WORK ITEM = Your task is to copy the stretch of lines in the records below that begins with the line containing "self.try_place(self.active.rotated())" and ends with the line containing "match self.try_place(self.active.shifted((0, 1)))", exactly as written, with nothing added.

Stored data entries:
--- START ---

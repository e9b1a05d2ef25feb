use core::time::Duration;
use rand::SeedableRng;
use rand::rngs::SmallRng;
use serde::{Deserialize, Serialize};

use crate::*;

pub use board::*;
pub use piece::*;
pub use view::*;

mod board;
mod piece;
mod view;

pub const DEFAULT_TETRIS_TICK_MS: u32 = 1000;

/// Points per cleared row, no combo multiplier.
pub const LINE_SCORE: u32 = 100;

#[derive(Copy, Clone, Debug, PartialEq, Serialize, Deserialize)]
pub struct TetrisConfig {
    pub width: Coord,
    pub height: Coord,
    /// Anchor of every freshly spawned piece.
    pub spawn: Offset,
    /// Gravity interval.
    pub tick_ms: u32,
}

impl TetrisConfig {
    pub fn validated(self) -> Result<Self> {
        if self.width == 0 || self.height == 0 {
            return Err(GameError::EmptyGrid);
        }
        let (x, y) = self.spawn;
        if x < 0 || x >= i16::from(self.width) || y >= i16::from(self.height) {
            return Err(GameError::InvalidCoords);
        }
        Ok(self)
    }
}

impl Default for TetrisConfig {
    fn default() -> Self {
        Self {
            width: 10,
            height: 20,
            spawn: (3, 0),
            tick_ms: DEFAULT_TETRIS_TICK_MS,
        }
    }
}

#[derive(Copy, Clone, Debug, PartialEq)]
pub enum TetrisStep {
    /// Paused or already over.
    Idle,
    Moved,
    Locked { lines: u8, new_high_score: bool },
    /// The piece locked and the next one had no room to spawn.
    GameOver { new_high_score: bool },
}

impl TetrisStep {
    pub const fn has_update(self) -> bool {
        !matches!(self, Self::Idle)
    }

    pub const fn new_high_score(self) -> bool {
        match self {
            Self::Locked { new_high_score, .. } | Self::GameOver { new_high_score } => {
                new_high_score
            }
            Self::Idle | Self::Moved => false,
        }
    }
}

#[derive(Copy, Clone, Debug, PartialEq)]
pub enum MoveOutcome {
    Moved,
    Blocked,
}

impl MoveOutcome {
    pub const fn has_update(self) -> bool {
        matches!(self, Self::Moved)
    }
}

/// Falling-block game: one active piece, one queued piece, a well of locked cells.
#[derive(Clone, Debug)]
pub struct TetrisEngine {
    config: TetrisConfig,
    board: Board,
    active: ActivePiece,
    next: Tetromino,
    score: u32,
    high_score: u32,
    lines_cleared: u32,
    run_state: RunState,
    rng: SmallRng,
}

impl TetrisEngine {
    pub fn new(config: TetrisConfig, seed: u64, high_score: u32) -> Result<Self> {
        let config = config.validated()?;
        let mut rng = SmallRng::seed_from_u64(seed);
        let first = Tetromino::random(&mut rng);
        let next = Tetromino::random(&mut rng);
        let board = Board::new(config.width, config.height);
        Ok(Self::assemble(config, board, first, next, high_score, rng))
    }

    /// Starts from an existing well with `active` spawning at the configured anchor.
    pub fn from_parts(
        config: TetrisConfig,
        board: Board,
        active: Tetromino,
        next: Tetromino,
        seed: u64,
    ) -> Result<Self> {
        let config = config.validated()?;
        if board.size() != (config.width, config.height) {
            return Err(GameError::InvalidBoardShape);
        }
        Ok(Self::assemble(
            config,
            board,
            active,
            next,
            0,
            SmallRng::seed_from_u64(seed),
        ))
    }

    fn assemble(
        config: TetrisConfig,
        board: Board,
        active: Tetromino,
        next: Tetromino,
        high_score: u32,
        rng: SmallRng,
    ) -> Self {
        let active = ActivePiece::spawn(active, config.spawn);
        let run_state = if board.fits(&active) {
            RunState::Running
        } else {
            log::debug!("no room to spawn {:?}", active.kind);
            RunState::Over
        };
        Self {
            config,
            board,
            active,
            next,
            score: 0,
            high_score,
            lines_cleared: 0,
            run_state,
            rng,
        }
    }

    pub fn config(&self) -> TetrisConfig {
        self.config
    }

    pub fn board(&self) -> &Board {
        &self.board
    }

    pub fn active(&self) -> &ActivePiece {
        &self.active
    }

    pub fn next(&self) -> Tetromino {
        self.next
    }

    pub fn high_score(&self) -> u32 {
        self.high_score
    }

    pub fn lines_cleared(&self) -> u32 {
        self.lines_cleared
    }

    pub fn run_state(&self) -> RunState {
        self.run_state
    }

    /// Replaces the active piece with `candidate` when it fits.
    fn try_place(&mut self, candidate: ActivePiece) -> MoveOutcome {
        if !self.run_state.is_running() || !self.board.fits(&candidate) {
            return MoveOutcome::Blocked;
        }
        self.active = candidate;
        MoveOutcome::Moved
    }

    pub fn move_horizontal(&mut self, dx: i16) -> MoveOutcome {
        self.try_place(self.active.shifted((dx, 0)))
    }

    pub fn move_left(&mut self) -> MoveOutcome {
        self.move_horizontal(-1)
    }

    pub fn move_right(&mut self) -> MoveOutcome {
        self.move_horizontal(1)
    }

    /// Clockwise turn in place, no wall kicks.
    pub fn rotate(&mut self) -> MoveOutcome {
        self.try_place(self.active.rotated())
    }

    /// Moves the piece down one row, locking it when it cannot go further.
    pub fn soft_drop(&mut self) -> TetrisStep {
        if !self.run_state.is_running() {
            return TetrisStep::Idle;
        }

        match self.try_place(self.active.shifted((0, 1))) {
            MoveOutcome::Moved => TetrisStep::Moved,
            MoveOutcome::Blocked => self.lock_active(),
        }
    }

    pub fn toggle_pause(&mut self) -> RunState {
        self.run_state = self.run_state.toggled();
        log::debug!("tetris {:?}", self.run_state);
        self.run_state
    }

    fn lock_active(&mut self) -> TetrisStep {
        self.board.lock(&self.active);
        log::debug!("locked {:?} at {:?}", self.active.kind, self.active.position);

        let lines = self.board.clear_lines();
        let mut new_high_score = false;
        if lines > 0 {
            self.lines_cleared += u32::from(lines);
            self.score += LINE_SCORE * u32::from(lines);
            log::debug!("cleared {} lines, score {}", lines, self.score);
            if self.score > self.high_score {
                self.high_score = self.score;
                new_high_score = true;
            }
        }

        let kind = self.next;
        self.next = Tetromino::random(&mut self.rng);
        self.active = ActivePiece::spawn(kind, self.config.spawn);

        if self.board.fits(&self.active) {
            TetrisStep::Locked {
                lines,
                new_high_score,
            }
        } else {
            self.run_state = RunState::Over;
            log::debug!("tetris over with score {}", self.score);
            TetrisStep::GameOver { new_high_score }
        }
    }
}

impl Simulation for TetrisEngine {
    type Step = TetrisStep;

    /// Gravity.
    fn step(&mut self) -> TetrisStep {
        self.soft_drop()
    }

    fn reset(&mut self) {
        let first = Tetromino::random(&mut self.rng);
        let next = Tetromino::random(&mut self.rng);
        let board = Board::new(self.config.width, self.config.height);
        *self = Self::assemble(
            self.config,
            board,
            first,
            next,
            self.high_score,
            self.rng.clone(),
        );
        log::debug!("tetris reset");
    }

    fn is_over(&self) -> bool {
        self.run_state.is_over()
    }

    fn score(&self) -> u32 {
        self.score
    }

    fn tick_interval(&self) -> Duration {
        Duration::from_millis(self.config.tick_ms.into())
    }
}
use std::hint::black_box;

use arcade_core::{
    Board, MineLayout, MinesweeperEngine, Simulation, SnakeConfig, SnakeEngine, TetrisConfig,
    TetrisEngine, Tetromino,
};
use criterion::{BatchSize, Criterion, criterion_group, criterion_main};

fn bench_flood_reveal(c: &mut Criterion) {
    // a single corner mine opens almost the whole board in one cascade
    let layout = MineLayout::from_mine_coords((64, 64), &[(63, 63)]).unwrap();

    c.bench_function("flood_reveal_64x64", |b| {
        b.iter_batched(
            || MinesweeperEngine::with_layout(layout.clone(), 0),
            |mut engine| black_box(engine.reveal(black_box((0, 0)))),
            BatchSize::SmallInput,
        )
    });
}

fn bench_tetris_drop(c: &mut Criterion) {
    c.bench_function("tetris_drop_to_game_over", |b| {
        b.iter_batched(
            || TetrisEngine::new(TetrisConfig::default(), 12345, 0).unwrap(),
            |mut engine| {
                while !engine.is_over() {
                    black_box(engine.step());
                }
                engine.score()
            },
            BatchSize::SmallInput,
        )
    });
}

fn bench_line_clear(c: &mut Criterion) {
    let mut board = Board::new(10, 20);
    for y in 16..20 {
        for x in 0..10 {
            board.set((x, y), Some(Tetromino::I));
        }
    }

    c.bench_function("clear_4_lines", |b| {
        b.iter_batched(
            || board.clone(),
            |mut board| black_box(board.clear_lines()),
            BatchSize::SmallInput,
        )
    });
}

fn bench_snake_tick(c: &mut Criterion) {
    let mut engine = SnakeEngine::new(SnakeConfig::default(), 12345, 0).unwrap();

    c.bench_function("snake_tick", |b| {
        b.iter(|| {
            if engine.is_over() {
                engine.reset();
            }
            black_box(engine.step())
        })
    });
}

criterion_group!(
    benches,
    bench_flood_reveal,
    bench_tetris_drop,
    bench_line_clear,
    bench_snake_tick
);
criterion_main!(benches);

--- END ---
--- START ---

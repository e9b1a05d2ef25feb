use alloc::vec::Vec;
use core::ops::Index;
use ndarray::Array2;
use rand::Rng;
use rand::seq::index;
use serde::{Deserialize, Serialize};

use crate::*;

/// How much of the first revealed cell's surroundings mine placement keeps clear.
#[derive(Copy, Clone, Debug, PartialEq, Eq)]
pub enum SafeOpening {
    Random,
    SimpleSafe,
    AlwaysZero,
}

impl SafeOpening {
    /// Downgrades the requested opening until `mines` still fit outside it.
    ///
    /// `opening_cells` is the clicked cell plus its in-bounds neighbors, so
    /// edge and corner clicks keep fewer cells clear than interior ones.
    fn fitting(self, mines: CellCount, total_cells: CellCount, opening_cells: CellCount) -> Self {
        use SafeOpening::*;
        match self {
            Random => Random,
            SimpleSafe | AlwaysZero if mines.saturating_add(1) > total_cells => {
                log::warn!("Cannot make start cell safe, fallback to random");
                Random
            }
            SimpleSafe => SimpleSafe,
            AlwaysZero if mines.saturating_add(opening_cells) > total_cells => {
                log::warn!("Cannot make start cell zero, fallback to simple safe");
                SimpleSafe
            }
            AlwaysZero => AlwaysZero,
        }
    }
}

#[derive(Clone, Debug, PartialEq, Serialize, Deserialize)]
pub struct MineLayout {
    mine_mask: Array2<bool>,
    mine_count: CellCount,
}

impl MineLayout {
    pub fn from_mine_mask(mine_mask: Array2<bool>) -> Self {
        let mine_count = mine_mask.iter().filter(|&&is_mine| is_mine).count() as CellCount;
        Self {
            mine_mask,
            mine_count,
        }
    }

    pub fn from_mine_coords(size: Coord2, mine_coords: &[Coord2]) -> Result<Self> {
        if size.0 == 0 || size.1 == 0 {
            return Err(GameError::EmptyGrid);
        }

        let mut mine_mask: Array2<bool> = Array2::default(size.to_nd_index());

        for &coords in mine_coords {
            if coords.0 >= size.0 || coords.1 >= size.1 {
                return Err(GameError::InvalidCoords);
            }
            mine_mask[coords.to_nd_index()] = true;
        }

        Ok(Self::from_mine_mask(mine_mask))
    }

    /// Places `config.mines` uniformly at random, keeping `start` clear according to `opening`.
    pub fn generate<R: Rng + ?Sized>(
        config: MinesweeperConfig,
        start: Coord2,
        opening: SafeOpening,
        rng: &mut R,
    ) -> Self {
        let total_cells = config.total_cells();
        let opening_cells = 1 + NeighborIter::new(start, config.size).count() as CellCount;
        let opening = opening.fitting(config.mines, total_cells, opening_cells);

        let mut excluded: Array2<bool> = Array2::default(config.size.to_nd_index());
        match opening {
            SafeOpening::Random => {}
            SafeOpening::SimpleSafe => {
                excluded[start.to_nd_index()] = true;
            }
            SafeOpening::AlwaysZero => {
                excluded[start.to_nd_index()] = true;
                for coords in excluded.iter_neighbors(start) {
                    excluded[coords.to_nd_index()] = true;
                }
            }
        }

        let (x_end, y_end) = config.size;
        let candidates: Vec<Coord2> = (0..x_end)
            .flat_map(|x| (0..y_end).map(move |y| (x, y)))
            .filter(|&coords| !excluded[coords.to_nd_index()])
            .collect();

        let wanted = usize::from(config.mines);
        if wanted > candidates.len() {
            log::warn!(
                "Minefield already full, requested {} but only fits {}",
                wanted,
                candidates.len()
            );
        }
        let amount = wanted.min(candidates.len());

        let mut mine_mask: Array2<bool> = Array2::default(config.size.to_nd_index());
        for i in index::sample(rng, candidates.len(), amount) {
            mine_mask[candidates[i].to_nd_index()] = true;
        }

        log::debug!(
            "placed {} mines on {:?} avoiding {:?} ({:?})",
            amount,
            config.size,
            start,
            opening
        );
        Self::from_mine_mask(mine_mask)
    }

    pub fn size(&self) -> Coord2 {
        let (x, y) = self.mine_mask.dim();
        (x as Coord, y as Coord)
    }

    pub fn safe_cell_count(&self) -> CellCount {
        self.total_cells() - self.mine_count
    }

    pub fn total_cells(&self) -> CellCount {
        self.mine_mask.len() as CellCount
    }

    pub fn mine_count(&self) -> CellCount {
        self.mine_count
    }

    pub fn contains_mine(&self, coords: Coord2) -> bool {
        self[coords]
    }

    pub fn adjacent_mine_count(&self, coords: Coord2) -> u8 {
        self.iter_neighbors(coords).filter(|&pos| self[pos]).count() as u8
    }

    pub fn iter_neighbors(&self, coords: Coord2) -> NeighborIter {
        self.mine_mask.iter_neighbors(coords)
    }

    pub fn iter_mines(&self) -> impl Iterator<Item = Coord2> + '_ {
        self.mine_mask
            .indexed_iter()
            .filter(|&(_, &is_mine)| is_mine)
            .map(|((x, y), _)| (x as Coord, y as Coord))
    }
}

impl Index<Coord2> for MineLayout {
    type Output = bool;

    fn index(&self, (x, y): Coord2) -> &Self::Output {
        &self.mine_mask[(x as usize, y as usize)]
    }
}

--- END ---

ANSWER SECTION =
        self.try_place(self.active.rotated())
    }

    /// Moves the piece down one row, locking it when it cannot go further.
    pub fn soft_drop(&mut self) -> TetrisStep {
        if !self.run_state.is_running() {
            return TetrisStep::Idle;
        }

        match self.try_place(self.active.shifted((0, 1))) {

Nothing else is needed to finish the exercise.